_WHAT YOU SHOULD DO_
Could you reproduce, word for word, everything below from the line containing "None if hetero" down to the line containing "atoms.set_sec_struct(codes)?;", with both of those lines included and no others?

_RECORDS FOR THE TASK_
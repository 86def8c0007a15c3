//! Secondary structure annotation.
//!
//! PDBx files list helices and strands as residue ranges
//! (`_struct_conf`, `_struct_sheet_range`) whose ids carry the kind as a
//! prefix (`HELX_P1`, `STRN44`, `TURN_TY1_P68`). These ranges are broadcast
//! onto atoms as one small integer per atom.

use rustc_hash::FxHashMap;
use serde::{Deserialize, Serialize};

use super::AtomArray;
use crate::error::ImportError;

/// Secondary structure class of a residue.
#[derive(Debug, Clone, Copy, PartialEq, Eq, Hash, Serialize, Deserialize)]
#[serde(rename_all = "snake_case")]
#[repr(u8)]
pub enum SecondaryStructure {
    /// Not part of a polymer (ligands, ions, water).
    None = 0,
    /// Any helix.
    Helix = 1,
    /// Beta strand.
    Strand = 2,
    /// Turns, bends and unassigned polymer residues.
    Loop = 3,
}

impl SecondaryStructure {
    /// Class of a `_struct_conf` / `_struct_sheet_range` id.
    #[must_use]
    pub fn from_conf_id(id: &str) -> Self {
        if id.starts_with("HELX") {
            Self::Helix
        } else if id.starts_with("STRN") {
            Self::Strand
        } else {
            Self::Loop
        }
    }

    /// Numeric code stored in the `sec_struct` column.
    #[must_use]
    pub fn code(self) -> u8 {
        self as u8
    }
}

/// Numeric code of a secondary structure id: 1 helix, 2 strand, 3 other.
#[must_use]
pub fn ss_id_to_numeric(id: &str) -> u8 {
    SecondaryStructure::from_conf_id(id).code()
}

/// One annotated residue range, inclusive on both ends.
#[derive(Debug, Clone, PartialEq, Eq, Serialize, Deserialize)]
#[serde(rename_all = "camelCase")]
pub struct SecondaryStructureRange {
    /// Conformation id, e.g. `HELX_P1`.
    pub id: String,
    /// Chain the range lies on.
    pub chain_id: String,
    /// First residue id.
    pub start_res_id: i32,
    /// Last residue id.
    pub end_res_id: i32,
}

impl SecondaryStructureRange {
    fn contains(&self, res_id: i32) -> bool {
        (self.start_res_id..=self.end_res_id).contains(&res_id)
    }
}

/// One secondary structure code per atom.
///
/// Atoms inside a range take its class; a later range overrides an earlier
/// one. Other polymer atoms are [`SecondaryStructure::Loop`], hetero atoms
/// [`SecondaryStructure::None`]. A range ending before it starts is
/// [`ImportError::InvalidMetadata`].
pub fn resolve_sec_struct(
    atoms: &AtomArray,
    ranges: &[SecondaryStructureRange],
) -> Result<Vec<u8>, ImportError> {
    let mut by_chain: FxHashMap<&str, Vec<&SecondaryStructureRange>> =
        FxHashMap::default();
    for range in ranges {
        if range.end_res_id < range.start_res_id {
            return Err(ImportError::InvalidMetadata(format!(
                "secondary structure `{}` ends at residue {} before it starts \
                 at {}",
                range.id, range.end_res_id, range.start_res_id
            )));
        }
        by_chain.entry(range.chain_id.as_str()).or_default().push(range);
    }

    let codes = atoms
        .chain_id()
        .iter()
        .zip(atoms.res_id())
        .zip(atoms.hetero())
        .map(|((chain, &res_id), &hetero)| {
            let class = by_chain
                .get(chain.as_str())
                .and_then(|ranges| ranges.iter().rev().find(|r| r.contains(res_id)))
                .map(|r| SecondaryStructure::from_conf_id(&r.id));
            match class {
                Some(class) => class.code(),
                None if hetero => SecondaryStructure::None.code(),
                None => SecondaryStructure::Loop.code(),
            }
        })
        .collect();
    Ok(codes)
}

/// Resolve secondary structure for every atom of `atoms` and attach it as
/// its `sec_struct` column. On failure the array is left untouched.
pub fn set_atom_sec_struct<'a>(
    atoms: &'a mut AtomArray,
    ranges: &[SecondaryStructureRange],
) -> Result<&'a [u8], ImportError> {
    let codes = resolve_sec_struct(atoms, ranges)?;
    atoms.set_sec_struct(codes)?;
    Ok(atoms.sec_struct().unwrap_or_default())
}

_EXERCISE RESULT_
                None if hetero => SecondaryStructure::None.code(),
                None => SecondaryStructure::Loop.code(),
            }
        })
        .collect();
    Ok(codes)
}

/// Resolve secondary structure for every atom of `atoms` and attach it as
/// its `sec_struct` column. On failure the array is left untouched.
pub fn set_atom_sec_struct<'a>(
    atoms: &'a mut AtomArray,
    ranges: &[SecondaryStructureRange],
) -> Result<&'a [u8], ImportError> {
    let codes = resolve_sec_struct(atoms, ranges)?;
    atoms.set_sec_struct(codes)?;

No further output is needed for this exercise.